Extracts from F. leucopyrus possess antioxidant properties, with the most significant effects observed in chloroform and alcohol extracts. These extracts showed a dose-dependent increase in antioxidant activity, with percentages of 82.5% and 88.4% respectively. Flavanoids, alkaloids, tannins, and steroids present in the extracts are believed to be responsible for this scavenging activity. Alcohol extracts were the most effective, followed by chloroform extracts, then ethyl acetate extracts, then hydro-alcohol extracts, then hexane extracts. This antioxidant activity was attributed to the reduction of the stable radical DPPH by the chemical constituents of the plant, which act as hydrogen donors.
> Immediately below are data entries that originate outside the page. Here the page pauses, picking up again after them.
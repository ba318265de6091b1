use super::{RepoResult, UserRepositoryTrait};
use crate::models::User;
use async_trait::async_trait;
use sqlx::PgPool;
use uuid::Uuid;

const USER_COLUMNS: &str = r#"
    user_id, username, pin_hash, first_name, last_name, email, phone,
    street_address, city, state, zip_code, country, biometric_enabled, created_at
"#;

/// PostgreSQL repository for user data access
pub struct PgUserRepository {
    pool: PgPool,
}

impl PgUserRepository {
    /// Create a new PgUserRepository
    pub fn new(pool: PgPool) -> Self {
        Self { pool }
    }
}

#[async_trait]
impl UserRepositoryTrait for PgUserRepository {
    /// Insert a new user
    async fn create(&self, user: &User) -> RepoResult<User> {
        let sql = format!(
            r#"
            INSERT INTO users (
                user_id, username, pin_hash, first_name, last_name, email, phone,
                street_address, city, state, zip_code, country, biometric_enabled, created_at
            )
            VALUES ($1, $2, $3, $4, $5, $6, $7, $8, $9, $10, $11, $12, $13, $14)
            RETURNING {}
            "#,
            USER_COLUMNS
        );

        let created = sqlx::query_as::<_, User>(&sql)
            .bind(user.user_id)
            .bind(&user.username)
            .bind(&user.pin_hash)
            .bind(&user.first_name)
            .bind(&user.last_name)
            .bind(&user.email)
            .bind(&user.phone)
            .bind(&user.street_address)
            .bind(&user.city)
            .bind(&user.state)
            .bind(&user.zip_code)
            .bind(&user.country)
            .bind(user.biometric_enabled)
            .bind(user.created_at)
            .fetch_one(&self.pool)
            .await?;

        Ok(created)
    }

    /// Find a user by id
    async fn find_by_id(&self, user_id: Uuid) -> RepoResult<Option<User>> {
        let sql = format!("SELECT {} FROM users WHERE user_id = $1", USER_COLUMNS);
        let user = sqlx::query_as::<_, User>(&sql)
            .bind(user_id)
            .fetch_optional(&self.pool)
            .await?;
        Ok(user)
    }

    /// Find a user by username (exact match)
    async fn find_by_username(&self, username: &str) -> RepoResult<Option<User>> {
        let sql = format!("SELECT {} FROM users WHERE username = $1", USER_COLUMNS);
        let user = sqlx::query_as::<_, User>(&sql)
            .bind(username)
            .fetch_optional(&self.pool)
            .await?;
        Ok(user)
    }

    /// Overwrite personal info and flags
    async fn update(&self, user: &User) -> RepoResult<User> {
        let sql = format!(
            r#"
            UPDATE users
            SET first_name = $2, last_name = $3, email = $4, phone = $5,
                street_address = $6, city = $7, state = $8, zip_code = $9,
                country = $10, biometric_enabled = $11
            WHERE user_id = $1
            RETURNING {}
            "#,
            USER_COLUMNS
        );

        let updated = sqlx::query_as::<_, User>(&sql)
            .bind(user.user_id)
            .bind(&user.first_name)
            .bind(&user.last_name)
            .bind(&user.email)
            .bind(&user.phone)
            .bind(&user.street_address)
            .bind(&user.city)
            .bind(&user.state)
            .bind(&user.zip_code)
            .bind(&user.country)
            .bind(user.biometric_enabled)
            .fetch_one(&self.pool)
            .await?;

        Ok(updated)
    }
}
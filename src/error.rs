use crate::database::DatabaseError;
use sqlx::Error as SqlxError;
use thiserror::Error;

/// Application-level error types
#[derive(Error, Debug)]
pub enum AppError {
    /// Database-related errors
    #[error("Database error: {0}")]
    Database(#[from] DatabaseError),

    /// SQLx database errors
    #[error("SQL error: {0}")]
    Sqlx(SqlxError),

    /// Configuration errors
    #[error("Configuration error: {0}")]
    Config(String),

    /// Validation errors
    #[error("Validation error: {0}")]
    Validation(String),

    /// Not found errors
    #[error("Resource not found: {0}")]
    NotFound(String),

    /// Duplicate resource (e.g. username already taken)
    #[error("Conflict: {0}")]
    Conflict(String),

    /// Unauthorized access errors
    #[error("Unauthorized: {0}")]
    Unauthorized(String),

    /// External service errors
    #[error("External service error: {0}")]
    ExternalService(String),

    /// Serialization/deserialization errors
    #[error("Serialization error: {0}")]
    Serialization(#[from] serde_json::Error),

    /// Generic error with message
    #[error("{0}")]
    Message(String),
}

/// Result type alias for application errors
pub type AppResult<T> = Result<T, AppError>;

impl AppError {
    /// Check if error is a not found error
    pub fn is_not_found(&self) -> bool {
        matches!(self, AppError::NotFound(_))
    }

    /// Message without the category prefix, suitable for API responses
    pub fn detail(&self) -> String {
        match self {
            AppError::Validation(msg)
            | AppError::NotFound(msg)
            | AppError::Conflict(msg)
            | AppError::Unauthorized(msg)
            | AppError::ExternalService(msg)
            | AppError::Message(msg) => msg.clone(),
            other => other.to_string(),
        }
    }

    /// Get HTTP status code for the error
    pub fn status_code(&self) -> u16 {
        match self {
            AppError::NotFound(_) => 404,
            AppError::Unauthorized(_) => 401,
            AppError::Validation(_) => 400,
            AppError::Conflict(_) => 409,
            AppError::Config(_) => 500,
            AppError::Database(_) | AppError::Sqlx(_) => 500,
            AppError::ExternalService(_) => 502,
            _ => 500,
        }
    }
}

/// Repository-specific error types
#[derive(Error, Debug)]
pub enum RepositoryError {
    /// Database query error
    #[error("Query error: {0}")]
    Query(SqlxError),

    /// Record not found
    #[error("Record not found: {0}")]
    NotFound(String),

    /// Duplicate record
    #[error("Duplicate record: {0}")]
    Duplicate(String),

    /// Constraint violation
    #[error("Constraint violation: {0}")]
    ConstraintViolation(String),

    /// Invalid input
    #[error("Invalid input: {0}")]
    InvalidInput(String),

    /// Stored JSON column could not be decoded
    #[error("Corrupt record: {0}")]
    Serialization(#[from] serde_json::Error),
}

impl From<RepositoryError> for AppError {
    fn from(err: RepositoryError) -> Self {
        match err {
            RepositoryError::NotFound(msg) => AppError::NotFound(msg),
            RepositoryError::Query(e) => AppError::Sqlx(e),
            RepositoryError::Duplicate(msg) => AppError::Conflict(msg),
            RepositoryError::ConstraintViolation(msg) => AppError::Validation(msg),
            RepositoryError::InvalidInput(msg) => AppError::Validation(msg),
            RepositoryError::Serialization(e) => AppError::Serialization(e),
        }
    }
}

impl From<SqlxError> for RepositoryError {
    fn from(err: SqlxError) -> Self {
        match &err {
            SqlxError::RowNotFound => RepositoryError::NotFound("Record not found".to_string()),
            SqlxError::Database(db_err) => {
                // Check for common PostgreSQL error codes
                let code = db_err.code().map(|c| c.to_string());
                if code.as_deref() == Some("23505") {
                    // Unique violation
                    RepositoryError::Duplicate(db_err.message().to_string())
                } else if code.as_deref() == Some("23503") || code.as_deref() == Some("23514") {
                    // Foreign key or check constraint violation
                    RepositoryError::ConstraintViolation(db_err.message().to_string())
                } else {
                    RepositoryError::Query(err)
                }
            }
            _ => RepositoryError::Query(err),
        }
    }
}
The decoction of aerial parts of F. leucopyrus shows cytotoxic effects on breast cancer cells, particularly Her2 negative cells (MCF-7 and MDA-MB-231), compared to Her2 positive (SKBR-3) and non-cancerous cells (MCF-10A). This supports its traditional use for its anticancer properties.

Young branches of F. leucopyrus have been used as brooms by the aboriginal inhabitants of the Nilgiri Biosphere Reserve within the Western Ghats region of India.